Our toilet block.  We share it with all the visitors to the fort.

What fort? you ask.











This is the fort - if you haven't seen it yet.

It looks all big and impressive, but that canon sitting out in front is a regular sized canon sitting right in front of it.  The door is rather small, most tourists duck when they go through it.  It is NOT a big fort.



WARNING: POSSIBLY DISTASTEFUL PHOTO AHEAD
The inside of that toilet block pictured above.  You put your used toilet paper in the trash can.  Not down the toilet.  This is the old toilet - there was no u-bend so the water would rush back into the pipes after we flushed and the smell was profound.  We now have a new toilet.  Which looks exactly the same.  But doesn't smell!  Yay!  You can't see in this photo, but there is a pipe sticking out of the wall that is our shower.  Yes, we shower in the loo.

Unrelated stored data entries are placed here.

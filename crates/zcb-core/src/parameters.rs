//! Immutable run configuration.
//!
//! A run is described by the short-rate model parameters and by the
//! discretization of the `(τ, r)` domain. Both are plain value types; every
//! scheme receives them through a [`RunConfig`] that has already passed
//! [`RunConfig::validated`], so invalid inputs are rejected before any grid is
//! built.

use crate::{ensure_config, Rate, Real, Result, Size, Time, Volatility};

/// Parameters of the mean-reverting short-rate model
/// `dr = κ(γ − r) dt + σ dW` and of the bond being priced.
#[derive(Debug, Clone, Copy, PartialEq)]
#[cfg_attr(feature = "serde", derive(serde::Serialize, serde::Deserialize))]
pub struct ModelParameters {
    /// Mean-reversion speed κ.
    pub kappa: Real,
    /// Long-run mean γ.
    pub gamma: Rate,
    /// Short-rate volatility σ.
    pub sigma: Volatility,
    /// Bond maturity T in years.
    pub maturity: Time,
}

impl ModelParameters {
    /// Create a new parameter set (not validated).
    pub fn new(kappa: Real, gamma: Rate, sigma: Volatility, maturity: Time) -> Self {
        Self {
            kappa,
            gamma,
            sigma,
            maturity,
        }
    }

    /// Check that the closed-form bond price is well defined.
    pub fn validate(&self) -> Result<()> {
        ensure_config!(
            self.kappa.is_finite() && self.gamma.is_finite() && self.sigma.is_finite(),
            "model parameters must be finite (κ={}, γ={}, σ={})",
            self.kappa,
            self.gamma,
            self.sigma
        );
        ensure_config!(
            self.kappa > 0.0,
            "mean-reversion speed must be positive, got {}",
            self.kappa
        );
        ensure_config!(
            self.sigma >= 0.0,
            "volatility must be non-negative, got {}",
            self.sigma
        );
        ensure_config!(
            self.maturity.is_finite() && self.maturity > 0.0,
            "maturity must be positive, got {}",
            self.maturity
        );
        Ok(())
    }
}

impl Default for ModelParameters {
    fn default() -> Self {
        Self::new(0.1, 0.05, 0.01, 1.0)
    }
}

/// Step counts and spatial bounds of the pricing grid.
#[derive(Debug, Clone, Copy, PartialEq)]
#[cfg_attr(feature = "serde", derive(serde::Serialize, serde::Deserialize))]
pub struct DiscretizationParameters {
    /// Number of pseudo-time steps N.
    pub time_steps: Size,
    /// Number of spatial intervals M (the grid has M + 1 nodes).
    pub space_steps: Size,
    /// Lower bound of the short-rate domain.
    pub r_min: Rate,
    /// Upper bound of the short-rate domain.
    pub r_max: Rate,
}

impl DiscretizationParameters {
    /// Create a new discretization (not validated).
    pub fn new(time_steps: Size, space_steps: Size, r_min: Rate, r_max: Rate) -> Self {
        Self {
            time_steps,
            space_steps,
            r_min,
            r_max,
        }
    }

    /// Check step counts and bounds.
    pub fn validate(&self) -> Result<()> {
        ensure_config!(self.time_steps >= 1, "time step count must be at least 1");
        ensure_config!(self.space_steps >= 1, "space step count must be at least 1");
        ensure_config!(
            self.r_min.is_finite() && self.r_max.is_finite(),
            "rate bounds must be finite, got [{}, {}]",
            self.r_min,
            self.r_max
        );
        ensure_config!(
            self.r_min < self.r_max,
            "r_min ({}) must be below r_max ({})",
            self.r_min,
            self.r_max
        );
        Ok(())
    }

    /// Spatial step `dr = (r_max − r_min) / M`.
    pub fn dr(&self) -> Real {
        (self.r_max - self.r_min) / self.space_steps as Real
    }

    /// Pseudo-time step `dτ = T / N` for a bond of the given maturity.
    pub fn dtau(&self, maturity: Time) -> Time {
        maturity / self.time_steps as Real
    }
}

impl Default for DiscretizationParameters {
    fn default() -> Self {
        Self::new(100, 50, 0.0, 0.15)
    }
}

/// Model and discretization bundled for one run.
#[derive(Debug, Clone, Copy, PartialEq, Default)]
#[cfg_attr(feature = "serde", derive(serde::Serialize, serde::Deserialize))]
pub struct RunConfig {
    /// Short-rate model parameters.
    pub model: ModelParameters,
    /// Grid parameters.
    pub discretization: DiscretizationParameters,
}

impl RunConfig {
    /// Bundle and validate both parameter sets.
    pub fn validated(
        model: ModelParameters,
        discretization: DiscretizationParameters,
    ) -> Result<Self> {
        let config = Self {
            model,
            discretization,
        };
        config.validate()?;
        Ok(config)
    }

    /// Validate both parameter sets.
    pub fn validate(&self) -> Result<()> {
        self.model.validate()?;
        self.discretization.validate()
    }

    /// Pseudo-time step.
    pub fn dtau(&self) -> Time {
        self.discretization.dtau(self.model.maturity)
    }

    /// Spatial step.
    pub fn dr(&self) -> Real {
        self.discretization.dr()
    }
}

You have no idea how nice it is to have the toilet fixed so it doesn't smell.








Then we go and stay somewhere like the Sharq....




The bedroom and the bathtub in the bathroom were very nice.








But I'm typing this up from the best internet connection I've had so far - in the Ramada Hotel.  The Ramada also has the REAL swim up bar (which my roommate and I discovered almost immediately after jumping into the water an hour after we arrived).  And although the rooms are rather 80's styled, we've decided this is the best hotel we've stayed in.  The water in the pool is 31 C/ 87 F!  Of course, it's only 24 C/ 75 F outside, so you really do need the heated water...





My 80's room.






So we spent Christmas lounging by the pool, drinking beer and opening presents.  Now, if you'll excuse me, I've got a late check out so that I can get a few more hours in by the pool...

Friday, December 11, 2009

"Qatar is a country of extremes..."

said one of the archaeologists here.  And boy was she spot on.

For Eid we were given two nights in a very swanky resort.  Very swanky.  My roommate, the girl who intoned the quote above in reverent tones as we pondered our existence on the balcony, was later rather ill from overeating lobster for lunch.  This after we'd stuffed ourselves on fois gras (spelling anyone?) the lunch before.  We seriously over ate.  And did not drink a single drop of alcohol, even though there was a happy hour every night.  Too busy trying to digest while lying on feather beds trying to gear up to take ANOTHER BATH.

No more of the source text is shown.